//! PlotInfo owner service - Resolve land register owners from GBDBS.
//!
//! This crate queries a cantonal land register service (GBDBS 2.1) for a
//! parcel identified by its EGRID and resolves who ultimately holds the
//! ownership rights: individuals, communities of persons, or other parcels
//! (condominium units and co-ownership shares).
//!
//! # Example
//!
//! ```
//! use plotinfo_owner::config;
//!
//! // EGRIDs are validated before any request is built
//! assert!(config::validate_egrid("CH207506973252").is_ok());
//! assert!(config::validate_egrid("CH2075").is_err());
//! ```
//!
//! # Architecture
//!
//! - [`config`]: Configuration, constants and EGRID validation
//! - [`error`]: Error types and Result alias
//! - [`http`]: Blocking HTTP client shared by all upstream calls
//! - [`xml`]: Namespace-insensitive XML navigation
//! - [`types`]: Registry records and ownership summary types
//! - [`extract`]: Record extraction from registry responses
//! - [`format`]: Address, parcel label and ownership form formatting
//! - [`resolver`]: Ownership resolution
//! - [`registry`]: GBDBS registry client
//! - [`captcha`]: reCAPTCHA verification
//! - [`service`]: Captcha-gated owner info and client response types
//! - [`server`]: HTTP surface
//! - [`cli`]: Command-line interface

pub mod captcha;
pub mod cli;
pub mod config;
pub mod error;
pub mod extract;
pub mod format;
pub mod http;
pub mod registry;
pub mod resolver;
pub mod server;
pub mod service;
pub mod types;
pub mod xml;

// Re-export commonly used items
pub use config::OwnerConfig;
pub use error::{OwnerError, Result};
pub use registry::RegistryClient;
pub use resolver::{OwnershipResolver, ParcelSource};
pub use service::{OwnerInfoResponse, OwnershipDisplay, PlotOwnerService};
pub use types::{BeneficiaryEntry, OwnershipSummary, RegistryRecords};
---
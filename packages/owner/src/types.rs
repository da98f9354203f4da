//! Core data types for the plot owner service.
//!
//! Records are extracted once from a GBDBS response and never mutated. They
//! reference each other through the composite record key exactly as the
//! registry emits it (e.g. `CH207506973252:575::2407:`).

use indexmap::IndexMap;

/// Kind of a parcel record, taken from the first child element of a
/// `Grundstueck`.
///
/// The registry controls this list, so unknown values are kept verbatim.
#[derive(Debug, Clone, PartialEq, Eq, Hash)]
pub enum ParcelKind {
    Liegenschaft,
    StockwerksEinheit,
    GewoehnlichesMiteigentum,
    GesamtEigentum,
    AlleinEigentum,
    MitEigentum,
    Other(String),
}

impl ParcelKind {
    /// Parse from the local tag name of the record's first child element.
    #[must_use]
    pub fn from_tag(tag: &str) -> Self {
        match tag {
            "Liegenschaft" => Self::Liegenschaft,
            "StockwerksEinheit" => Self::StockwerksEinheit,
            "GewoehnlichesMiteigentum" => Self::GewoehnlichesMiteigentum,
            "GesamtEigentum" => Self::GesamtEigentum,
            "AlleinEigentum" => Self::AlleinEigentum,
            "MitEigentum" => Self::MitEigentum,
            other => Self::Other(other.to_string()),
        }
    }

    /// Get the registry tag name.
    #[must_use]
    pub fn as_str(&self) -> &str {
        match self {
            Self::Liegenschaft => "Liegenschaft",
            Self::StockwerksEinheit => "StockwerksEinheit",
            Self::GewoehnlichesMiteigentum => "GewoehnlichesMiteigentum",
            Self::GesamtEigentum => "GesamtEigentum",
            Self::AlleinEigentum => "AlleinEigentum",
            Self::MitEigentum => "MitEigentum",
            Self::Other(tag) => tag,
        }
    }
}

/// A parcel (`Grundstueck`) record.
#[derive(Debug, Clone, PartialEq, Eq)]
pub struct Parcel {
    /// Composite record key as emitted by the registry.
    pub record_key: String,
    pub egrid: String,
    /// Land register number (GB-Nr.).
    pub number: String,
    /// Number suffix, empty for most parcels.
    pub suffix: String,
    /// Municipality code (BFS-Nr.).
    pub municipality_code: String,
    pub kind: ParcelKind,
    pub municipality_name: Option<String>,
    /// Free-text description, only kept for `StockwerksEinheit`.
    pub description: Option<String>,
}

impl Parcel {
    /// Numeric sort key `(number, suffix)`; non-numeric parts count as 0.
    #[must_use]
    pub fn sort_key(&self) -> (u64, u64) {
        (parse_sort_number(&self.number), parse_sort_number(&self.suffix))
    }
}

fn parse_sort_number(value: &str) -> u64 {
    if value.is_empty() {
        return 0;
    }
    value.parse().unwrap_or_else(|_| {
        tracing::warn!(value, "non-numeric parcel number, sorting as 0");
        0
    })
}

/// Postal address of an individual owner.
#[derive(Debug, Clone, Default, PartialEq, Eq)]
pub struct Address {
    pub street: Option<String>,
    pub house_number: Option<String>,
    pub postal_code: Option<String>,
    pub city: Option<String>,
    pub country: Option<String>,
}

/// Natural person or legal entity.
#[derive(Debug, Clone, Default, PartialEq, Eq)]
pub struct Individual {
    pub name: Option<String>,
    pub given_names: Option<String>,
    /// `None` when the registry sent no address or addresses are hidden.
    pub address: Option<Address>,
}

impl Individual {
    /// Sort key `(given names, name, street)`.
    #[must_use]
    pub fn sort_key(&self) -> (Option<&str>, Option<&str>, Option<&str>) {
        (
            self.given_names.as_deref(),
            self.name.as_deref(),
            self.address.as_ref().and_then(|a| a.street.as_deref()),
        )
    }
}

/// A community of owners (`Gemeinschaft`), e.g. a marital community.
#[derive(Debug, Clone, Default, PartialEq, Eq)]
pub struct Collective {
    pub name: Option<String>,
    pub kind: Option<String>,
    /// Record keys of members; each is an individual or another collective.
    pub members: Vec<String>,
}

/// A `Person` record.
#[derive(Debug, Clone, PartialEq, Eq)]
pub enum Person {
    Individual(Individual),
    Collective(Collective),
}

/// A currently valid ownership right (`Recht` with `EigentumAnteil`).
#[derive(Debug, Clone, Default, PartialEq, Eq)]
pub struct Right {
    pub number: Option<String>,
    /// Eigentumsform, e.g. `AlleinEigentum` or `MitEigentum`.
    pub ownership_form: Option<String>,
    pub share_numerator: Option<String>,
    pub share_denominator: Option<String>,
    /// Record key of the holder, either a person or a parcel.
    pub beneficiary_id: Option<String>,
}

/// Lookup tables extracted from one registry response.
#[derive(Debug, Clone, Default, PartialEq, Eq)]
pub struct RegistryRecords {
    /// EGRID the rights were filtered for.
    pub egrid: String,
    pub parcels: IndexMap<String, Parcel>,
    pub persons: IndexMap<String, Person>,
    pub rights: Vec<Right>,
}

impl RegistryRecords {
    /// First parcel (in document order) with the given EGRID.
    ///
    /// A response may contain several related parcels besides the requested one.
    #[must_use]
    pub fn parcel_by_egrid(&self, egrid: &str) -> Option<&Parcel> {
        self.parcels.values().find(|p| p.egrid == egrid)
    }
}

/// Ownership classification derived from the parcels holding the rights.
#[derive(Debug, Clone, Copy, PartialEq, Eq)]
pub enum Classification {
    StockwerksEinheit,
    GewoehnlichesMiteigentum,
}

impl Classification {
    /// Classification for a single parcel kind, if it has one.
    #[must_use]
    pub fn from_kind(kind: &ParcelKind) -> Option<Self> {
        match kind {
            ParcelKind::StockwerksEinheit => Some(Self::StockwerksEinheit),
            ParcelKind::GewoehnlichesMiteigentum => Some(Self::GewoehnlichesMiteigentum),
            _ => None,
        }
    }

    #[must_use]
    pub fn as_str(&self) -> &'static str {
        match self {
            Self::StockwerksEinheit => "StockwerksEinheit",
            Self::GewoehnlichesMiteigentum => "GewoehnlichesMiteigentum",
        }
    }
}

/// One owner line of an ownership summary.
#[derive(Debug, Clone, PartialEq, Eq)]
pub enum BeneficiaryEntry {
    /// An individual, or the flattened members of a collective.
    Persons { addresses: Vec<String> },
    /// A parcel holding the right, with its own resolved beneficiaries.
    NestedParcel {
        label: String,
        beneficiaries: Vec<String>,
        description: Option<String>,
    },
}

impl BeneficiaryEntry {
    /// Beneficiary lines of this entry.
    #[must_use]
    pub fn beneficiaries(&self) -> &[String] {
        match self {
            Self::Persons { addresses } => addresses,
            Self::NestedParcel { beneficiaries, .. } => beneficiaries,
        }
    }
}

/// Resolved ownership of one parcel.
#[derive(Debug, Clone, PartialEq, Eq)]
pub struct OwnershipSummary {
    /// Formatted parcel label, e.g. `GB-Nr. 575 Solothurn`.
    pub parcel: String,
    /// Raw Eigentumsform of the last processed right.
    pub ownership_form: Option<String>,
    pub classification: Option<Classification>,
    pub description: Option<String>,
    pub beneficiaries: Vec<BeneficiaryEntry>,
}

## About this exercise
The line above containing "owners from GBDBS.", the line containing "or other parcels", and every line between them are to be transcribed exactly; no other line is wanted.

## Answer to this exercise
//! PlotInfo owner service - Resolve land register owners from GBDBS.
//!
//! This crate queries a cantonal land register service (GBDBS 2.1) for a
//! parcel identified by its EGRID and resolves who ultimately holds the
//! ownership rights: individuals, communities of persons, or other parcels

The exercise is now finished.